In a single week, Moscow transformed World Atomic Week (WAW 2025) - a nuclear-industry showcase - into a diplomatic sprint across Africa’s energy map. The Kremlin positioned WAW 2025 as a platform to promote new nuclear financing models, linking technological offers to state diplomacy. Peaceful nuclear technologies are “the basis for international cooperation and bringing states closer together,” in President Vladimir Putin’s words. Here is a snapshot of what actually happened (an energy investor’s perspective).

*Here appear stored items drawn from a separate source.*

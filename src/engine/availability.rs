use std::sync::Arc;

use chrono::NaiveDate;

use crate::interval;
use crate::model::*;

use super::{Engine, EngineError};

// ── Availability Algorithm ────────────────────────────────────────

/// Free time on one day: every working window minus the merged busy set,
/// with gaps shorter than `granularity_ms` dropped rather than rounded.
///
/// Pure and allocation-only; safe to call from any thread. `windows` must be
/// sorted and disjoint (as returned by the resolver); `busy` may be in any order
/// and may overlap.
pub fn compute_availability(windows: &[TimeRange], busy: &[TimeRange], granularity_ms: Ms) -> Vec<TimeRange> {
    let merged = interval::merge(busy);
    let mut free = interval::subtract_sorted(windows, &merged);
    free.retain(|r| r.duration_ms() >= granularity_ms);
    free
}

impl Engine {
    /// Availability for a bay on a branch-local date. Served from cache when a
    /// current entry exists, otherwise recomputed and stored.
    pub async fn get_available_ranges(&self, bay_id: BayId, date: NaiveDate) -> Result<Arc<AvailabilityResult>, EngineError> {
        self.check_query_horizon(date)?;
        let key = SlotKey::new(bay_id, date);

        if let Some(hit) = self.cache.get(&key, self.now()) {
            metrics::counter!(crate::observability::AVAILABILITY_QUERIES_TOTAL, "cache" => "hit").increment(1);
            return Ok(hit);
        }
        metrics::counter!(crate::observability::AVAILABILITY_QUERIES_TOTAL, "cache" => "miss").increment(1);

        // An invalidation racing with the computation bumps the epoch, so the
        // stale result is returned to this caller but never cached.
        let epoch = self.cache.epoch(&key);
        let result = Arc::new(self.compute_result(bay_id, date).await?);
        self.cache.store_if_current(key, epoch, result.clone());
        Ok(result)
    }

    /// Resolve, query and compute without touching the cache.
    pub(super) async fn compute_result(&self, bay_id: BayId, date: NaiveDate) -> Result<AvailabilityResult, EngineError> {
        let calendar = self.resolver.calendar();
        let day = calendar.day_range(date)?;
        let working_windows = self.resolver.resolve(bay_id, date)?;

        let busy = self.busy.build(bay_id, day).await?;
        let holds = self.guard.live_holds(&SlotKey::new(bay_id, date), self.now()).await;
        let mut occupied = busy.ranges();
        occupied.extend(holds.iter().map(|t| t.range));
        let occupied_ranges = interval::merge(&occupied);
        // The first hold to lapse frees time without any event to invalidate on.
        let valid_until = holds.iter().map(|t| t.expires_at).min();

        let free_ranges = compute_availability(&working_windows, &occupied_ranges, self.config.granularity_ms);
        Ok(AvailabilityResult {
            bay_id,
            date,
            working_windows,
            occupied_ranges,
            free_ranges,
            computed_at: self.now(),
            valid_until,
        })
    }
}

#[cfg(test)]
mod tests {
    use super::*;
    use proptest::prelude::*;

    const MIN: Ms = 60_000;
    const HOUR: Ms = 60 * MIN;

    fn r(start: Ms, end: Ms) -> TimeRange {
        TimeRange::new(start, end).unwrap()
    }

    #[test]
    fn lunch_break_with_booking() {
        let windows = [r(9 * HOUR, 12 * HOUR), r(13 * HOUR, 18 * HOUR)];
        let busy = [r(10 * HOUR, 11 * HOUR)];
        let free = compute_availability(&windows, &busy, 15 * MIN);
        assert_eq!(
            free,
            vec![r(9 * HOUR, 10 * HOUR), r(11 * HOUR, 12 * HOUR), r(13 * HOUR, 18 * HOUR)]
        );
    }

    #[test]
    fn closed_day_has_no_free_time() {
        assert!(compute_availability(&[], &[r(0, HOUR)], 15 * MIN).is_empty());
    }

    #[test]
    fn short_gap_dropped_not_rounded() {
        // 10-minute gap between bookings, 15-minute granularity
        let windows = [r(9 * HOUR, 12 * HOUR)];
        let busy = [r(9 * HOUR, 10 * HOUR), r(10 * HOUR + 10 * MIN, 12 * HOUR)];
        assert!(compute_availability(&windows, &busy, 15 * MIN).is_empty());

        // exactly one granularity survives
        let busy = [r(9 * HOUR, 10 * HOUR), r(10 * HOUR + 15 * MIN, 12 * HOUR)];
        assert_eq!(
            compute_availability(&windows, &busy, 15 * MIN),
            vec![r(10 * HOUR, 10 * HOUR + 15 * MIN)]
        );
    }

    #[test]
    fn overlapping_busy_ranges_merge() {
        let windows = [r(0, 10 * HOUR)];
        let busy = [r(2 * HOUR, 5 * HOUR), r(HOUR, 3 * HOUR), r(4 * HOUR, 6 * HOUR)];
        assert_eq!(
            compute_availability(&windows, &busy, MIN),
            vec![r(0, HOUR), r(6 * HOUR, 10 * HOUR)]
        );
    }

    #[test]
    fn busy_outside_windows_ignored() {
        let windows = [r(9 * HOUR, 12 * HOUR)];
        let busy = [r(6 * HOUR, 8 * HOUR), r(20 * HOUR, 22 * HOUR)];
        assert_eq!(compute_availability(&windows, &busy, MIN), windows.to_vec());
    }

    fn windows_strategy() -> impl Strategy<Value = Vec<TimeRange>> {
        // Up to four disjoint windows built from sorted, deduplicated cut points.
        prop::collection::btree_set(0i64..(24 * 4), 0..8).prop_map(|cuts| {
            let cuts: Vec<Ms> = cuts.into_iter().map(|q| q * 15 * MIN).collect();
            cuts.chunks_exact(2).map(|pair| r(pair[0], pair[1])).collect()
        })
    }

    fn busy_strategy() -> impl Strategy<Value = Vec<TimeRange>> {
        prop::collection::vec((0i64..(24 * 60), 1i64..240), 0..10)
            .prop_map(|v| v.into_iter().map(|(s, len)| r(s * MIN, (s + len) * MIN)).collect())
    }

    proptest! {
        #[test]
        fn free_is_inside_windows_and_outside_busy(
            windows in windows_strategy(),
            busy in busy_strategy(),
            granularity in 1i64..60,
        ) {
            let g = granularity * MIN;
            let free = compute_availability(&windows, &busy, g);
            for f in &free {
                prop_assert!(interval::covered_by(f, &windows));
                prop_assert!(busy.iter().all(|b| !b.overlaps(f)));
                prop_assert!(f.duration_ms() >= g);
            }
            for pair in free.windows(2) {
                prop_assert!(pair[0].end() <= pair[1].start());
            }
        }

        #[test]
        fn computation_is_idempotent(windows in windows_strategy(), busy in busy_strategy()) {
            let first = compute_availability(&windows, &busy, 15 * MIN);
            let second = compute_availability(&windows, &busy, 15 * MIN);
            prop_assert_eq!(first, second);
        }

        #[test]
        fn busy_order_does_not_matter(windows in windows_strategy(), mut busy in busy_strategy()) {
            let forward = compute_availability(&windows, &busy, 15 * MIN);
            busy.reverse();
            prop_assert_eq!(forward, compute_availability(&windows, &busy, 15 * MIN));
        }
    }
}
//! Mesh slicing - intersect triangle mesh with horizontal planes.

use octofill_math::{Point, Point2, Point3};
use octofill_mesh::TriangleMesh;
use rayon::prelude::*;

use crate::error::{InfillError, Result};
use crate::path::{ExPolygon, Polygon};

/// A single layer from slicing.
#[derive(Debug, Clone)]
pub struct SliceLayer {
    /// Z height of this layer (mm).
    pub z: f64,
    /// Layer index (0 = first layer).
    pub index: usize,
    /// Closed contours, largest first.
    /// Outer contours are CCW, holes are CW.
    pub contours: Vec<Polygon>,
}

impl SliceLayer {
    /// Create a new empty layer.
    pub fn new(z: f64, index: usize) -> Self {
        Self {
            z,
            index,
            contours: Vec::new(),
        }
    }

    /// Fillable regions of this layer: outer contours with their holes.
    pub fn regions(&self) -> Vec<ExPolygon> {
        ExPolygon::group(&self.contours)
    }
}

/// Slice a triangle mesh at multiple Z heights.
///
/// Returns layers in the order of `layer_heights`.
pub fn slice_mesh(mesh: &TriangleMesh, layer_heights: &[f64]) -> Result<Vec<SliceLayer>> {
    if mesh.num_triangles() == 0 {
        return Err(InfillError::EmptyMesh);
    }

    let triangles = extract_triangles(&mesh.indexed());

    let layers: Vec<SliceLayer> = layer_heights
        .par_iter()
        .enumerate()
        .map(|(idx, &z)| slice_at_z(&triangles, z, idx))
        .collect();

    Ok(layers)
}

/// A triangle with its vertices and bounding Z range.
#[derive(Debug, Clone, Copy)]
struct Triangle {
    v: [Point3; 3],
    z_min: f64,
    z_max: f64,
}

fn extract_triangles(mesh: &TriangleMesh) -> Vec<Triangle> {
    (0..mesh.num_triangles())
        .map(|t| {
            let [i0, i1, i2] = mesh.triangle_indices(t);
            let v = [mesh.vertex(i0), mesh.vertex(i1), mesh.vertex(i2)];
            Triangle {
                v,
                z_min: v[0].z.min(v[1].z).min(v[2].z),
                z_max: v[0].z.max(v[1].z).max(v[2].z),
            }
        })
        .collect()
}

/// Slice mesh at a single Z height.
fn slice_at_z(triangles: &[Triangle], z: f64, index: usize) -> SliceLayer {
    let segments: Vec<(Point2, Point2)> = triangles
        .iter()
        .filter(|tri| tri.z_min <= z && tri.z_max >= z)
        .filter_map(|tri| triangle_plane_intersection(tri, z))
        .collect();

    let mut contours = chain_segments(segments);
    orient_by_nesting(&mut contours);

    tracing::trace!(z, contours = contours.len(), "sliced layer");
    SliceLayer {
        z,
        index,
        contours,
    }
}

/// Intersect a triangle with a horizontal plane at Z.
/// Returns the 2D line segment (projected to XY) if intersection exists.
fn triangle_plane_intersection(tri: &Triangle, z: f64) -> Option<(Point2, Point2)> {
    let eps = 1e-10;

    let d = [tri.v[0].z - z, tri.v[1].z - z, tri.v[2].z - z];

    if d.iter().all(|&di| di > eps) || d.iter().all(|&di| di < -eps) {
        return None;
    }

    let mut points: Vec<Point2> = Vec::with_capacity(3);
    for k in 0..3 {
        let (va, vb) = (&tri.v[k], &tri.v[(k + 1) % 3]);
        let (da, db) = (d[k], d[(k + 1) % 3]);

        if (da > eps && db < -eps) || (da < -eps && db > eps) {
            let t = da / (da - db);
            points.push(Point2::new(va.x + t * (vb.x - va.x), va.y + t * (vb.y - va.y)));
        } else if da.abs() <= eps && db.abs() > eps {
            points.push(Point2::new(va.x, va.y));
        } else if db.abs() <= eps && da.abs() > eps {
            points.push(Point2::new(vb.x, vb.y));
        }
    }

    points.dedup_by(|a, b| (*a - *b).norm() < eps);

    match points.as_slice() {
        [a, b, ..] => Some((*a, *b)),
        _ => None,
    }
}

/// Chain line segments into closed polygons, largest first.
fn chain_segments(segments: Vec<(Point2, Point2)>) -> Vec<Polygon> {
    let eps = 1e-6;
    let mut remaining = segments;
    let mut contours: Vec<Polygon> = Vec::new();

    while !remaining.is_empty() {
        let (start, end) = remaining.remove(0);
        let mut chain = vec![start, end];
        let mut chain_start = start;
        let mut chain_end = end;

        let mut changed = true;
        while changed {
            changed = false;

            let mut i = 0;
            while i < remaining.len() {
                let (pa, pb) = remaining[i];

                if (pb - chain_end).norm() < eps {
                    chain.push(pa);
                    chain_end = pa;
                } else if (pa - chain_end).norm() < eps {
                    chain.push(pb);
                    chain_end = pb;
                } else if (pb - chain_start).norm() < eps {
                    chain.insert(0, pa);
                    chain_start = pa;
                } else if (pa - chain_start).norm() < eps {
                    chain.insert(0, pb);
                    chain_start = pb;
                } else {
                    i += 1;
                    continue;
                }
                remaining.remove(i);
                changed = true;
            }
        }

        if chain.len() >= 3 && (chain_start - chain_end).norm() < eps {
            chain.pop();
        }
        if chain.len() >= 3 {
            let points = chain.iter().map(|p| Point::new_scale(p.x, p.y)).collect();
            contours.push(Polygon::new(points));
        }
    }

    contours.sort_by(|a, b| {
        b.signed_area()
            .abs()
            .partial_cmp(&a.signed_area().abs())
            .unwrap_or(std::cmp::Ordering::Equal)
    });

    contours
}

/// Orient contours by how deeply they are nested: even depth is an outer
/// boundary (CCW), odd depth is a hole (CW). Triangle winding is ignored.
fn orient_by_nesting(contours: &mut [Polygon]) {
    let depths: Vec<usize> = contours
        .iter()
        .enumerate()
        .map(|(i, c)| {
            let Some(p) = c.points.first() else {
                return 0;
            };
            contours
                .iter()
                .enumerate()
                .filter(|&(j, other)| j != i && other.contains(p))
                .count()
        })
        .collect();

    for (contour, depth) in contours.iter_mut().zip(depths) {
        if depth % 2 == 0 {
            contour.ensure_ccw();
        } else {
            contour.ensure_cw();
        }
    }
}

/// Generate layer heights for slicing.
///
/// The first layer is sliced at half its height; every further layer at
/// the middle of its own height.
pub fn generate_layer_heights(
    z_min: f64,
    z_max: f64,
    first_layer_height: f64,
    layer_height: f64,
) -> Vec<f64> {
    let mut heights = Vec::new();

    if z_max <= z_min {
        return heights;
    }

    let first_z = z_min + first_layer_height / 2.0;
    if first_z <= z_max {
        heights.push(first_z);
    }

    let mut z = z_min + first_layer_height + layer_height / 2.0;
    while z <= z_max {
        heights.push(z);
        z += layer_height;
    }

    heights
}

#[cfg(test)]
mod tests {
    use super::*;
    use approx::assert_relative_eq;
    use octofill_math::scale;

    /// Axis-aligned box triangles appended to `vertices`/`indices`.
    #[rustfmt::skip]
    fn push_box(vertices: &mut Vec<f32>, indices: &mut Vec<u32>, min: [f32; 3], max: [f32; 3]) {
        let base = (vertices.len() / 3) as u32;
        let [x0, y0, z0] = min;
        let [x1, y1, z1] = max;
        vertices.extend_from_slice(&[
            x0, y0, z0, x1, y0, z0, x1, y1, z0, x0, y1, z0,
            x0, y0, z1, x1, y0, z1, x1, y1, z1, x0, y1, z1,
        ]);
        let faces: [u32; 36] = [
            0, 2, 1, 0, 3, 2,
            4, 5, 6, 4, 6, 7,
            0, 1, 5, 0, 5, 4,
            2, 3, 7, 2, 7, 6,
            0, 4, 7, 0, 7, 3,
            1, 2, 6, 1, 6, 5,
        ];
        indices.extend(faces.iter().map(|i| base + i));
    }

    fn make_cube_mesh() -> TriangleMesh {
        let (mut vertices, mut indices) = (Vec::new(), Vec::new());
        push_box(&mut vertices, &mut indices, [0.0; 3], [10.0; 3]);
        TriangleMesh::from_indexed(vertices, indices)
    }

    #[test]
    fn test_generate_layer_heights() {
        let heights = generate_layer_heights(0.0, 10.0, 0.3, 0.2);
        assert!(!heights.is_empty());
        assert_relative_eq!(heights[0], 0.15);
        assert_relative_eq!(heights[1], 0.4);
        assert!(*heights.last().unwrap() <= 10.0);
        assert!(generate_layer_heights(1.0, 1.0, 0.2, 0.2).is_empty());
    }

    #[test]
    fn test_slice_cube() {
        let mesh = make_cube_mesh();
        let heights = generate_layer_heights(0.0, 10.0, 0.3, 0.2);
        let layers = slice_mesh(&mesh, &heights).unwrap();
        assert_eq!(layers.len(), heights.len());
        for layer in &layers {
            assert_eq!(layer.contours.len(), 1);
            let contour = &layer.contours[0];
            assert!(contour.is_ccw());
            assert_relative_eq!(contour.signed_area(), (scale(10.0) as f64).powi(2), max_relative = 1e-9);
        }
    }

    #[test]
    fn test_slice_soup_matches_indexed() {
        let mesh = make_cube_mesh();
        let mut soup = Vec::new();
        for t in 0..mesh.num_triangles() {
            for i in mesh.triangle_indices(t) {
                let v = mesh.vertex(i);
                soup.extend_from_slice(&[v.x as f32, v.y as f32, v.z as f32]);
            }
        }
        let soup = TriangleMesh::from_soup(soup);
        let a = slice_mesh(&mesh, &[5.0]).unwrap();
        let b = slice_mesh(&soup, &[5.0]).unwrap();
        assert_relative_eq!(a[0].contours[0].signed_area(), b[0].contours[0].signed_area());
    }

    #[test]
    fn test_hollow_box_has_hole() {
        let (mut vertices, mut indices) = (Vec::new(), Vec::new());
        push_box(&mut vertices, &mut indices, [0.0; 3], [10.0; 3]);
        // Same winding as the outer box: orientation comes from nesting.
        push_box(&mut vertices, &mut indices, [3.0; 3], [7.0; 3]);
        let mesh = TriangleMesh::from_indexed(vertices, indices);

        let layers = slice_mesh(&mesh, &[1.0, 5.0]).unwrap();
        assert_eq!(layers[0].contours.len(), 1);
        assert_eq!(layers[0].regions().len(), 1);

        let layer = &layers[1];
        assert_eq!(layer.contours.len(), 2);
        assert!(layer.contours[0].is_ccw());
        assert!(!layer.contours[1].is_ccw());

        let regions = layer.regions();
        assert_eq!(regions.len(), 1);
        assert_eq!(regions[0].holes.len(), 1);
        assert!(!regions[0].contains(&Point::new_scale(5.0, 5.0)));
        assert!(regions[0].contains(&Point::new_scale(1.0, 5.0)));
    }

    #[test]
    fn test_empty_mesh_is_error() {
        assert!(matches!(
            slice_mesh(&TriangleMesh::new(), &[0.5]),
            Err(InfillError::EmptyMesh)
        ));
    }
}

Ethiopia: Rosatom and Ethiopian Electric Power signed an action plan in Moscow (Sept 25, 2025) to develop a roadmap, feasibility path, and an intergovernmental agreement (IGA), alongside workforce training. This is pre-FEED / pre-IGA; no reactor model, site, cost, or financing terms disclosed yet.

Niger: At the same forum, Niger’s mining minister stated intent to build two 2,000-MW reactors with Rosatom and to co-develop uranium reserves. This is a policy signal, not a binding contract; technical, regulatory, and financing specifics are undeclared.

Sudan: No nuclear project announcement. Moscow meetings focused on economic/trade cooperation, transport infrastructure, and broader political dialogue; any nuclear track would be post-conflict and contingent on governance and security improvements.

What is driving nuclear interests in Africa?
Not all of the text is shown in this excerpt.